Lancioni Giulio E, Singh Nirbhay N, O'Reilly Mark F, Sigafoos Jeff, D'Amico Fiora, Buonocunto Francesca, Navarro Jorge, Lanzilotti Crocifissa, Fiore Pietro, Megna Marisa, Damiani Sabino, Marvulli Riccardo
Department of Neuroscience and Sense Organs, University of Bari, Bari, Italy -
Medical College of Georgia, Augusta University, Augusta, GA, USA.
Eur J Phys Rehabil Med. 2017 Jun;53(3):433-440. doi: 10.23736/S1973-9087.16.04324-0. Epub 2016 Sep 1.
Postcoma persons in a minimally conscious state (MCS) and with extensive motor impairment cannot independently access and control environmental stimulation.
Assessing the effects of a microswitch-aided program aimed at helping MCS persons develop responding and stimulation control and conducting a social validation/evaluation of the program.
A single-subject ABAB design was used for each participant to determine the impact of the program on his or her responding. Staff interviews were used for the social validation/evaluation of the program.
Rehabilitation and care facilities that the participants attended.

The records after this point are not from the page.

//! Actix-web server for the embed service.
//!
//! Routes, shared state, and the status mapping around the primary manga
//! lookup: 200 when it succeeds, 400 when it fails. The embed page is
//! rendered from whatever fields could be resolved either way.

use crate::embed::EmbedResolver;
use crate::render;
use actix_web::{get, web, App, HttpResponse, HttpServer, Responder};
use anyhow::{Context, Result};
use tracing::{info, warn};

/// Shared application state for actix-web handlers.
///
/// Wrapped in `web::Data`, so one resolver (and one rate budget behind
/// its client) serves every request across all workers.
pub struct AppState {
    /// Embed resolver holding the rate-limited API client
    pub resolver: EmbedResolver,
}

#[get("/")]
pub async fn index() -> impl Responder {
    HttpResponse::Ok()
        .content_type("text/html; charset=utf-8")
        .body(render::render_index_page())
}

#[get("/title/{manga_id}")]
pub async fn embed(data: web::Data<AppState>, path: web::Path<String>) -> impl Responder {
    let manga_id = path.into_inner();
    create_embed(&data, &manga_id).await
}

/// Same as [`embed`]; the trailing segment is a human-readable name hint
/// carried by shared links and ignored here.
#[get("/title/{manga_id}/{slug}")]
pub async fn embed_with_slug(
    data: web::Data<AppState>,
    path: web::Path<(String, String)>,
) -> impl Responder {
    let (manga_id, _slug) = path.into_inner();
    create_embed(&data, &manga_id).await
}

async fn create_embed(state: &AppState, manga_id: &str) -> HttpResponse {
    let primary = state.resolver.client().get_manga(manga_id).await;

    let record = match &primary {
        Ok(manga) => Some(manga),
        Err(e) => {
            warn!(manga_id = manga_id, error = %e, "Primary manga lookup failed");
            None
        }
    };

    let fields = state.resolver.resolve(record, manga_id).await;
    let body = render::render_embed_page(&fields);

    let mut response = if primary.is_ok() {
        HttpResponse::Ok()
    } else {
        HttpResponse::BadRequest()
    };
    response.content_type("text/html; charset=utf-8").body(body)
}

/// Register the service's routes
pub fn routes(cfg: &mut web::ServiceConfig) {
    cfg.service(index).service(embed).service(embed_with_slug);
}

/// Run the server until shutdown
pub async fn run(state: AppState, bind_address: &str, port: u16) -> Result<()> {
    let state = web::Data::new(state);

    info!(bind_address = bind_address, port = port, "Starting embed server");

    HttpServer::new(move || App::new().app_data(state.clone()).configure(routes))
        .bind((bind_address, port))
        .with_context(|| format!("Failed to bind {}:{}", bind_address, port))?
        .run()
        .await
        .context("Server error")
}
//! Embed server CLI application.

use anyhow::{Context, Result};
use clap::Parser;
use dex_embed::api::{MangaDexClient, RateBudget};
use dex_embed::embed::EmbedResolver;
use dex_embed::server::{self, AppState};
use shared::Config;
use std::path::PathBuf;
use std::sync::Arc;
use tracing::info;

#[derive(Parser, Debug)]
#[command(version, about, long_about = None)]
struct Args {
    /// Path to configuration file
    #[arg(short, long, default_value = "config.toml")]
    config: PathBuf,

    /// Enable verbose logging
    #[arg(short, long)]
    verbose: bool,
}

#[actix_web::main]
async fn main() -> Result<()> {
    let args = Args::parse();

    // Load configuration
    let config = Config::from_file(&args.config)
        .with_context(|| format!("Failed to load config from {}", args.config.display()))?;

    // Initialize logging
    let log_level = if args.verbose {
        tracing::Level::DEBUG
    } else {
        tracing::Level::INFO
    };

    shared::logging::init(shared::LogConfig {
        log_dir: config.logging.log_dir.clone(),
        component: "dex-embed".to_string(),
        default_level: log_level,
        console: config.logging.console,
        file: config.logging.file,
        json_format: config.logging.json_format,
    })?;

    info!("Embed server starting");
    info!(config_file = %args.config.display(), "Loaded configuration");

    // Initialize API client
    let budget = RateBudget {
        refill_interval: config.mangadex.rate_limit.refill_interval(),
        burst: config.mangadex.rate_limit.burst,
    };
    info!(
        refill_interval_ms = config.mangadex.rate_limit.refill_interval_ms,
        burst = budget.burst,
        "Using MangaDex rate budget"
    );

    let client = Arc::new(
        MangaDexClient::new(
            config.mangadex.api_base_url.clone(),
            budget,
            config.mangadex.request_timeout(),
        )
        .context("Failed to create MangaDex client")?,
    );

    // Initialize resolver
    let resolver = EmbedResolver::new(
        client,
        config.mangadex.site_base_url.clone(),
        config.mangadex.covers_base_url.clone(),
    );

    // Run the server
    server::run(
        AppState { resolver },
        &config.server.bind_address,
        config.server.port,
    )
    .await
}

Eleven MCS persons with extensive motor impairment and lack of speech or any other functional communication.
For each participant, baseline (A) phases were alternated with intervention (B) phases during which the program was used. The program relied on microswitches to monitor participants' specific responses (e.g., prolonged eyelid closures) and on a computer system to enable those responses to control stimulation. In practice, the participants could use a simple response such as prolonged eyelid closure to generate a new stimulation input. Sixty-six staff people took part in the social validation of the program. They were to compare the program to basic and elaborate forms of externally controlled stimulation, scoring each of them on a six-item questionnaire.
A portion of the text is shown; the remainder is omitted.